Data for the task —
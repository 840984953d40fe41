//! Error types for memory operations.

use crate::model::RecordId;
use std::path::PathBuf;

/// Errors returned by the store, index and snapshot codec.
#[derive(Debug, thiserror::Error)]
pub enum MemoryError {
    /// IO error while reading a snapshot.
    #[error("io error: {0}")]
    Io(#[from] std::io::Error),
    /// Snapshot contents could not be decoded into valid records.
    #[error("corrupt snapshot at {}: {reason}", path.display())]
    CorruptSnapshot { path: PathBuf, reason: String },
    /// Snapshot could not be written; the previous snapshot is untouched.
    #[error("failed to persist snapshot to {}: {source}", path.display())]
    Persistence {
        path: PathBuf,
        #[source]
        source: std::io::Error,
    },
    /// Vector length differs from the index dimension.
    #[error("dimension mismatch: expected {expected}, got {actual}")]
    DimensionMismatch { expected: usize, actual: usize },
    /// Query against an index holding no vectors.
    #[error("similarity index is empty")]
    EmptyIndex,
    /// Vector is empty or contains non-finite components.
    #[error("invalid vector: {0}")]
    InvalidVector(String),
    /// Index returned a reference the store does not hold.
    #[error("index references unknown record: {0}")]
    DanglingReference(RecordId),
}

--

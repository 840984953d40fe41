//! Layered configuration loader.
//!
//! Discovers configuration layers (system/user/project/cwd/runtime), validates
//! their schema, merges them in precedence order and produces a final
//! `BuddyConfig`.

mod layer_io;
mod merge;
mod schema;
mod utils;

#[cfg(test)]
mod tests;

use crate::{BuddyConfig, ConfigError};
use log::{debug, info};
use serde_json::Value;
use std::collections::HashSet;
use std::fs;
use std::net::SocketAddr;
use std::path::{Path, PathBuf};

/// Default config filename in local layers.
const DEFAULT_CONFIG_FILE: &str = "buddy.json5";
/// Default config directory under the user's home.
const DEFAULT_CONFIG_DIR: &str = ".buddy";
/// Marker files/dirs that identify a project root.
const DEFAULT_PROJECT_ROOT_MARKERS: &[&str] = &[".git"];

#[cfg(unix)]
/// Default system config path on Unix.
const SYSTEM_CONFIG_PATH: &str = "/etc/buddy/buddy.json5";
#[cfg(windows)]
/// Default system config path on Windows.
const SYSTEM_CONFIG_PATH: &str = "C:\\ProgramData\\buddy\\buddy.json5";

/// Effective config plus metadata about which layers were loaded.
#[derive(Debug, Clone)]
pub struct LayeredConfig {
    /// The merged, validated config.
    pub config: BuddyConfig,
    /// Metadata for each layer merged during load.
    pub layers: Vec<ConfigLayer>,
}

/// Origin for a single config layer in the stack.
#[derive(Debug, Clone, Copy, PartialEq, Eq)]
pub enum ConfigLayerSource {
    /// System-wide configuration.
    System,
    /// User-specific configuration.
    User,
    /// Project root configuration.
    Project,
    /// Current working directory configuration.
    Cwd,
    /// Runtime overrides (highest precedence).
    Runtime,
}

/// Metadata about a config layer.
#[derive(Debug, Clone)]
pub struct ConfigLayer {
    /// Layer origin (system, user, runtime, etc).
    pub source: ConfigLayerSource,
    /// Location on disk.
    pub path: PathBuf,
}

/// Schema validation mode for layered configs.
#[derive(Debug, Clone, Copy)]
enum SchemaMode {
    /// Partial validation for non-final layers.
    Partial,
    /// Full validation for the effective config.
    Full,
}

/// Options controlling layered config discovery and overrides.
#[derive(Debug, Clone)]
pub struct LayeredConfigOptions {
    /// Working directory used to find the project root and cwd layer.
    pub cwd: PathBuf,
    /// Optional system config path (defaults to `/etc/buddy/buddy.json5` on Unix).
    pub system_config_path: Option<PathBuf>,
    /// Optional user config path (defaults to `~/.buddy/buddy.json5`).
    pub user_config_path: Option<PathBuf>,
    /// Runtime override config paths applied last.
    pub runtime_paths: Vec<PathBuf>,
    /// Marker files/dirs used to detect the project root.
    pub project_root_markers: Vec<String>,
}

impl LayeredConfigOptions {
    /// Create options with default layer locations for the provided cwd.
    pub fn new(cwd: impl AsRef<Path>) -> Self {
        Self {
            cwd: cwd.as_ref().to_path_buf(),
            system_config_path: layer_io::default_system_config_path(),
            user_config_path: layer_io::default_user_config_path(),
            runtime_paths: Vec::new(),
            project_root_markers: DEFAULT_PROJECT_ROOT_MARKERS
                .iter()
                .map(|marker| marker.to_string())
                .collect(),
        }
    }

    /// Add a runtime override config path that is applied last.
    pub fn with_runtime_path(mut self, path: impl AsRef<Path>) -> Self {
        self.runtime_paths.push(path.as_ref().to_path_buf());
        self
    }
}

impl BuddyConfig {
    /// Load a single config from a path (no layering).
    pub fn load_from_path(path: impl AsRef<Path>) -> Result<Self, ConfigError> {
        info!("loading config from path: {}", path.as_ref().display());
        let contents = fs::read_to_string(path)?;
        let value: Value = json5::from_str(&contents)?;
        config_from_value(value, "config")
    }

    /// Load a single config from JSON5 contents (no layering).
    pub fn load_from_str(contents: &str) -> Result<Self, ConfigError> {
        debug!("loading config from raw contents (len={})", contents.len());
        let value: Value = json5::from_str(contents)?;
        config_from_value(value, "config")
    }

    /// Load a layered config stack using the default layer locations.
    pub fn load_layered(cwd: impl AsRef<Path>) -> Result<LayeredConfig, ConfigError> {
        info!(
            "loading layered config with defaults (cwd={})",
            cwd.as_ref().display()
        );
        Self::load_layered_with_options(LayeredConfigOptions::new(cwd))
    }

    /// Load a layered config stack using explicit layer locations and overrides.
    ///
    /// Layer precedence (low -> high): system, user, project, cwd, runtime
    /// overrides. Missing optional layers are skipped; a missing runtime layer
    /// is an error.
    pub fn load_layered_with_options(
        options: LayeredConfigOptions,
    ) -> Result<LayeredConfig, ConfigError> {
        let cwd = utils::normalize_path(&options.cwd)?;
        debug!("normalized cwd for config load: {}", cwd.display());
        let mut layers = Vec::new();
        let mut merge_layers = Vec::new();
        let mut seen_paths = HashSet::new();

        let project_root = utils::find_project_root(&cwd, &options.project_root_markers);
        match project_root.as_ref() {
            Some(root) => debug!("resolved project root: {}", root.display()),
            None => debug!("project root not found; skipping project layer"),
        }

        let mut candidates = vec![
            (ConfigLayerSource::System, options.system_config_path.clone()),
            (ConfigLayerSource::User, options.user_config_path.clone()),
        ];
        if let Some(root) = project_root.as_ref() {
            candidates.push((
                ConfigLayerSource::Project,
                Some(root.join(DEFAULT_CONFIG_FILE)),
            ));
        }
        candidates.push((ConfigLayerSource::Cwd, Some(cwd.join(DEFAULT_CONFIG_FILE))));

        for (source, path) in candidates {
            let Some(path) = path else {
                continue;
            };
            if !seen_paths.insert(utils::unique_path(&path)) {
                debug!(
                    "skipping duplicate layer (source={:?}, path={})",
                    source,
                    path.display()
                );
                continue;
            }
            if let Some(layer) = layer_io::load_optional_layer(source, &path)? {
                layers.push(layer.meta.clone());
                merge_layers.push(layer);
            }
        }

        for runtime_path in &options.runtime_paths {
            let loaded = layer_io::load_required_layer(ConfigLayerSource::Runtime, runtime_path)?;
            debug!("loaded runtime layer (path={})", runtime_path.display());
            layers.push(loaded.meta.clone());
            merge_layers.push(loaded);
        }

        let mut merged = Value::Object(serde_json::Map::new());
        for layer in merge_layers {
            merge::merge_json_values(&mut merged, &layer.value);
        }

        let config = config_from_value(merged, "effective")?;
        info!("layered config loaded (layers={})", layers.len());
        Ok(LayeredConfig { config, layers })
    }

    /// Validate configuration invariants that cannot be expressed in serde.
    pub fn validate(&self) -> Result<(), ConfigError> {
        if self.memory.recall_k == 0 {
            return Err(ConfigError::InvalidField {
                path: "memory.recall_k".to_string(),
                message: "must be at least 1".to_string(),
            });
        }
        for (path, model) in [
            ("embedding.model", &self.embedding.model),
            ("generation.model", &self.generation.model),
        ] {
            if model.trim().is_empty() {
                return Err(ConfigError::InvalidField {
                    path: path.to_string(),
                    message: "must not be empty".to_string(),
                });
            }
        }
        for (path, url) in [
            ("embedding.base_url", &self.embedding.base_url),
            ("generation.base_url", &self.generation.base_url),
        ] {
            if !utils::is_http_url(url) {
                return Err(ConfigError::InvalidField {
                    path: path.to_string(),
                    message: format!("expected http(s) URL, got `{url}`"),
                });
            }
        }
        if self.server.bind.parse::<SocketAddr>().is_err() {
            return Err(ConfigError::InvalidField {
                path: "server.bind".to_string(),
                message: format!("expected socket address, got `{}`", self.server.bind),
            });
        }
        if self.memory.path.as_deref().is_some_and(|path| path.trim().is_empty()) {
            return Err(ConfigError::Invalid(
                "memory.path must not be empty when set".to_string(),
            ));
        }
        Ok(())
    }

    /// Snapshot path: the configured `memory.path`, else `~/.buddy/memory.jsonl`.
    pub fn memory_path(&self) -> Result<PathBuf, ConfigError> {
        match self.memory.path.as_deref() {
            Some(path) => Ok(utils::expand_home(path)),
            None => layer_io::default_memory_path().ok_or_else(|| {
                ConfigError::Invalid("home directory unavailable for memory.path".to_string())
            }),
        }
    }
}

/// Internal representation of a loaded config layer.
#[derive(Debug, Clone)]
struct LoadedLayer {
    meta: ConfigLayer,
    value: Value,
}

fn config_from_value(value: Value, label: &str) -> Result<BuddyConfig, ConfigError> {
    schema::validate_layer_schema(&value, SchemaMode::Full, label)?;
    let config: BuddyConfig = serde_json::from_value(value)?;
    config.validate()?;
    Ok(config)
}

==

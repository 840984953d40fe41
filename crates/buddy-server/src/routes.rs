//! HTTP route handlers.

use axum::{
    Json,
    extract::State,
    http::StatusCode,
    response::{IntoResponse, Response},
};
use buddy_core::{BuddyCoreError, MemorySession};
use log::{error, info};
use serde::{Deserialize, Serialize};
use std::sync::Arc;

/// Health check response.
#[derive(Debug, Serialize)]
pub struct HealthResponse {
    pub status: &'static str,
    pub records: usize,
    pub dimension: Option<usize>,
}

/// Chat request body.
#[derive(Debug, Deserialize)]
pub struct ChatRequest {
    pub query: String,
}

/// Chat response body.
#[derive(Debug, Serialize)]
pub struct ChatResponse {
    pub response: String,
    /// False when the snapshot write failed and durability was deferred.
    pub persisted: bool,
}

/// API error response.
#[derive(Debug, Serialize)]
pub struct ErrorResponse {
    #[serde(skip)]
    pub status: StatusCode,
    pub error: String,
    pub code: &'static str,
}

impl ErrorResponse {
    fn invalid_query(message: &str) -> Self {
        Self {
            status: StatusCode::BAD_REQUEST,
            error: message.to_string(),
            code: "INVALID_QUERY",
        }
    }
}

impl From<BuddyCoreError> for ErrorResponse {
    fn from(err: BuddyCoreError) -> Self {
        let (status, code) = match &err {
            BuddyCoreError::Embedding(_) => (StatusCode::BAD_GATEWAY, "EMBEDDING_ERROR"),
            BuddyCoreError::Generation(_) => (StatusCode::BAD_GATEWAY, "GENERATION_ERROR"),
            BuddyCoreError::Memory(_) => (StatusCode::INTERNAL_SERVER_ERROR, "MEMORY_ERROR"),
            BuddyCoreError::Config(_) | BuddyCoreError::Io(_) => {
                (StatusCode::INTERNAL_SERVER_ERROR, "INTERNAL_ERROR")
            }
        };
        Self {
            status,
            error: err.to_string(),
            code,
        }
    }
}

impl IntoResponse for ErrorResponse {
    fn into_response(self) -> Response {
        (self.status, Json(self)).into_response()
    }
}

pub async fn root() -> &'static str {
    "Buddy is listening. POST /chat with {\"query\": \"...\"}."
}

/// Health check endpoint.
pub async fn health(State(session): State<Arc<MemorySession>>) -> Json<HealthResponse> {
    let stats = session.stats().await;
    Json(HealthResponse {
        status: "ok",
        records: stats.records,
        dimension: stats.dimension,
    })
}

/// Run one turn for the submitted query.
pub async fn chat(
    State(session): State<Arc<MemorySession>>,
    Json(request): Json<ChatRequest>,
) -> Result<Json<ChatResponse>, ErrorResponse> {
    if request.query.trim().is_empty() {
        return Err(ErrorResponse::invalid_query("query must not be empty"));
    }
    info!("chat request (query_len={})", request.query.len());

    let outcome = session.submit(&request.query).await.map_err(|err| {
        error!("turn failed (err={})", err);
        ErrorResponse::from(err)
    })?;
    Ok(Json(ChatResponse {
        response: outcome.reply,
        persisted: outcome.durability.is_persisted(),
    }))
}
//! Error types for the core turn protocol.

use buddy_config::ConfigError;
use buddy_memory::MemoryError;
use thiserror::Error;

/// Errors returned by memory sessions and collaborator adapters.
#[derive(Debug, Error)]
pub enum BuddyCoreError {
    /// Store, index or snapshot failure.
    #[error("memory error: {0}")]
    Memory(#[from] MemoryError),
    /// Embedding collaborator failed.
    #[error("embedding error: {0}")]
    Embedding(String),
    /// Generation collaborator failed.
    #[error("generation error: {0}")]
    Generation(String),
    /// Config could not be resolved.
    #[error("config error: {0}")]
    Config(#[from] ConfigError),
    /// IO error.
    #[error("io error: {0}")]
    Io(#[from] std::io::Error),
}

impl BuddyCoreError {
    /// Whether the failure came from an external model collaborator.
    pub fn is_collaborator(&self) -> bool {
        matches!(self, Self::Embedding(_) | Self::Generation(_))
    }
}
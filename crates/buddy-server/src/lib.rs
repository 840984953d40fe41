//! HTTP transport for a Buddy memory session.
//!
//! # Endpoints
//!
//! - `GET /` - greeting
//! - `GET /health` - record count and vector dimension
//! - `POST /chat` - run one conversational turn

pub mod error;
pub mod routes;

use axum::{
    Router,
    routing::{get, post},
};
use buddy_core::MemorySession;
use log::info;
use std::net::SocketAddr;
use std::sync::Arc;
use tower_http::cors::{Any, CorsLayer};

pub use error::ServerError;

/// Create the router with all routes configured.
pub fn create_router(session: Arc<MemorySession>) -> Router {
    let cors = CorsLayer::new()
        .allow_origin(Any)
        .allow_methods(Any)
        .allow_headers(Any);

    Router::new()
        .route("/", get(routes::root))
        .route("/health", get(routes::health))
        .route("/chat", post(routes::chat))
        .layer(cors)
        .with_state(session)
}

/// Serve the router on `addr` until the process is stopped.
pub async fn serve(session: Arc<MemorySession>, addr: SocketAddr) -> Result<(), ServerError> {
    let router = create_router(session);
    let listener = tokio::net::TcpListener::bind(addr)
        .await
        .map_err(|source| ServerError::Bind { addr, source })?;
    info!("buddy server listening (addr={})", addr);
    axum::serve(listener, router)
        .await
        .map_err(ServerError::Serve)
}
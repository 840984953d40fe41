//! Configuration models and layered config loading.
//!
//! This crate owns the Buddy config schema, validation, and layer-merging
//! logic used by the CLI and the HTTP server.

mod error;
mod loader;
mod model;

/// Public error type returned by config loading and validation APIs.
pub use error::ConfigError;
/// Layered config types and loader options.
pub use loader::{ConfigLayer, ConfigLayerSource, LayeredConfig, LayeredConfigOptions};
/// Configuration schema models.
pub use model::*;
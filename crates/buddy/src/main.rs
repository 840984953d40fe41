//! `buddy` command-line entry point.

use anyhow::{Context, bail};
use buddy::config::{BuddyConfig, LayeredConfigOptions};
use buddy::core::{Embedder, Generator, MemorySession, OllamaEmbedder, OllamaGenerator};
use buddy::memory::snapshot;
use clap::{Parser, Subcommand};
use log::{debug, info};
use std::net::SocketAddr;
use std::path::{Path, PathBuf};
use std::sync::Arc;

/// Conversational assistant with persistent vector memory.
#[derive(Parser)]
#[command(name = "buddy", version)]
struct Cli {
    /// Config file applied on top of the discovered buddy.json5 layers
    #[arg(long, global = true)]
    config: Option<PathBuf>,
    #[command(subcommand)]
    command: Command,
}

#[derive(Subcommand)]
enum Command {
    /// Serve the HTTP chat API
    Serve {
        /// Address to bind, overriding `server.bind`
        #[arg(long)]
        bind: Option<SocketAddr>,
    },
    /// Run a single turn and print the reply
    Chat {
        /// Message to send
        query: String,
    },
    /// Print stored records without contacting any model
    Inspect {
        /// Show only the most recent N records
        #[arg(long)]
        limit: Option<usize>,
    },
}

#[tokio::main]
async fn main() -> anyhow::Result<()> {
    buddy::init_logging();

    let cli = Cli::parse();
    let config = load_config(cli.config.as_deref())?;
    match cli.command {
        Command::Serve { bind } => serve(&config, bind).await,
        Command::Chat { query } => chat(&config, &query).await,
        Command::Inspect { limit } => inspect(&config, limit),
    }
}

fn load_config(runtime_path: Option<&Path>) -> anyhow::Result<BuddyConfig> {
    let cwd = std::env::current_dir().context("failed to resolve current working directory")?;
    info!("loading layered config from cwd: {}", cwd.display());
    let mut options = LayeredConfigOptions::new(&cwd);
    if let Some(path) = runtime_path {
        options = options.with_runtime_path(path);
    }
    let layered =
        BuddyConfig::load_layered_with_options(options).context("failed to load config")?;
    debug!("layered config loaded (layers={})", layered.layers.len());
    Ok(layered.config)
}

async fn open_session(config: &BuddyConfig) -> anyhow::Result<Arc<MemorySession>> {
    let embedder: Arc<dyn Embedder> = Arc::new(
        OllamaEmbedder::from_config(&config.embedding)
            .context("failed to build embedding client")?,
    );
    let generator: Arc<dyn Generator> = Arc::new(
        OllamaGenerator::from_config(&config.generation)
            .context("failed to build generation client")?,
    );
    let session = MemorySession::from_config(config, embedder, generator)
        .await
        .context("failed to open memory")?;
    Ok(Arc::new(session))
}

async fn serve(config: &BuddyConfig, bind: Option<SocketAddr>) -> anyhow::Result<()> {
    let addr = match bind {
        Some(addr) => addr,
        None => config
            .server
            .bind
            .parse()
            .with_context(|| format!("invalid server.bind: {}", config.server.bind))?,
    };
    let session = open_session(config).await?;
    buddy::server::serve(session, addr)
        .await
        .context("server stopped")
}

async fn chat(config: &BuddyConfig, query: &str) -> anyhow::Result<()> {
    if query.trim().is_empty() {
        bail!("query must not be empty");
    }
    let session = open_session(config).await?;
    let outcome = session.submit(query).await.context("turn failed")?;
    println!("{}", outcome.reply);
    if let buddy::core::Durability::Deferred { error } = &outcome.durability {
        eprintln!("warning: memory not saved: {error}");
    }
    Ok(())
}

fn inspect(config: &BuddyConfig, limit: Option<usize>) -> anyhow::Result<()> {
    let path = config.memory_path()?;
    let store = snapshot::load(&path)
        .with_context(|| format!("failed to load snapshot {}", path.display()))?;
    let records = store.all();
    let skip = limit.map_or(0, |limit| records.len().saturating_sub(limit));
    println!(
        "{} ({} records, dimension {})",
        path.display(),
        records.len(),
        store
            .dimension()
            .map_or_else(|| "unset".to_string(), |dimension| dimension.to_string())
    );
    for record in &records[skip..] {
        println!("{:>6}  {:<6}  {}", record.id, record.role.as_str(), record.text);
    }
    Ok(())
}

Work order — Would you please copy exactly the part of the entries above that begins at the line containing "config from raw" and ends at the line containing "pub fn load_layered(cwd: impl", both lines included?

Task answer —
        debug!("loading config from raw contents (len={})", contents.len());
        let value: Value = json5::from_str(contents)?;
        config_from_value(value, "config")
    }

    /// Load a layered config stack using the default layer locations.
    pub fn load_layered(cwd: impl AsRef<Path>) -> Result<LayeredConfig, ConfigError> {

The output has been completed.